5. The Twitter client isn’t full featured. It doesn’t support real time, for instance, like Seesmic and Tweetdeck do. So, advanced users like me won’t find it good enough.
That is a LOT of change to ask people to do and it’s a lot to ask early adopters to overlook. Here’s why that matters:
Late adopters usually change their behavior only after getting hounded by early adopters. I’ve seen this over and over. Many marketers think they can work around the early adopters and usually that turns out to be a bad strategy. Can you think of an example of when a new product ignored the early, or advanced, adopters/users, and got major adoption at the mass market without them? I can’t and I’ve been studying this for a long time.
Already I’m watching reactions on Twitter and most of the advanced user types are wondering whether this is like Flock (another social browser most of them have ignored) and some, like Rafat Ali, say that this is the worst of Silicon Valley bubbleisms.

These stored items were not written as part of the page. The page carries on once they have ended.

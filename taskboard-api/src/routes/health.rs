/// Health check endpoint
///
/// Reports process liveness and database connectivity. Unauthenticated, so
/// load balancers and uptime monitors can reach it without a token.

use axum::{extract::State, http::StatusCode, Json};
use serde::Serialize;

use crate::app::AppState;

/// Health check response
#[derive(Debug, Serialize)]
pub struct HealthResponse {
    /// Overall status: "healthy" or "degraded"
    pub status: String,

    /// Crate version
    pub version: String,

    /// Database connectivity: "connected" or "disconnected"
    pub database: String,
}

/// GET /health
///
/// Returns 200 when the database responds, 503 when it does not.
pub async fn health_check(State(state): State<AppState>) -> (StatusCode, Json<HealthResponse>) {
    let database_ok = sqlx::query("SELECT 1").execute(&state.db).await.is_ok();

    let (status_code, status, database) = if database_ok {
        (StatusCode::OK, "healthy", "connected")
    } else {
        (StatusCode::SERVICE_UNAVAILABLE, "degraded", "disconnected")
    };

    (
        status_code,
        Json(HealthResponse {
            status: status.to_string(),
            version: taskboard_shared::VERSION.to_string(),
            database: database.to_string(),
        }),
    )
}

Why is there such a negative reaction?
Change is hard, but there’s something else: advanced users have a framework of WHERE they’ll accept change. I call it “battlefronts.” Places where the industry is actively fighting it out. Right now I expect a LOT of change on mobile apps, for instance, but not much change on my desktop or laptop computers or operating systems. Browser wars? So 1996. But 2010? We’re in a mobile phone war, for gosh’ sake. Too much change in wrong place and it gets a blowback.
Tonight I’ll have several videos, for instance, from companies who are doing apps for Windows Phone 7. Those will be very well received, I expect, compared to RockMelt.
So, why do I care about RockMelt? Because social continues to radically change everything about my life. Look at Foodspotting, Foursquare, Tungle.me, and/or Plancast. Those are radical changes to how I live my life. I want a browser that integrates those into my Facebook and Twitter experience. So far that hasn’t arrived. Will RockMelt bring it to us in the future? Possibly, but today they haven’t and have aimed at slower adopters.
I think that’s a strategic mistake. How about you? In the interview RockMelt covers why they made the bets they did at 19m 40 seconds into the video. “There are 2.1 billion people who use browsers…that’s a lot of people.” Listen to their answer.
Is it the right philosophy for a startup to have?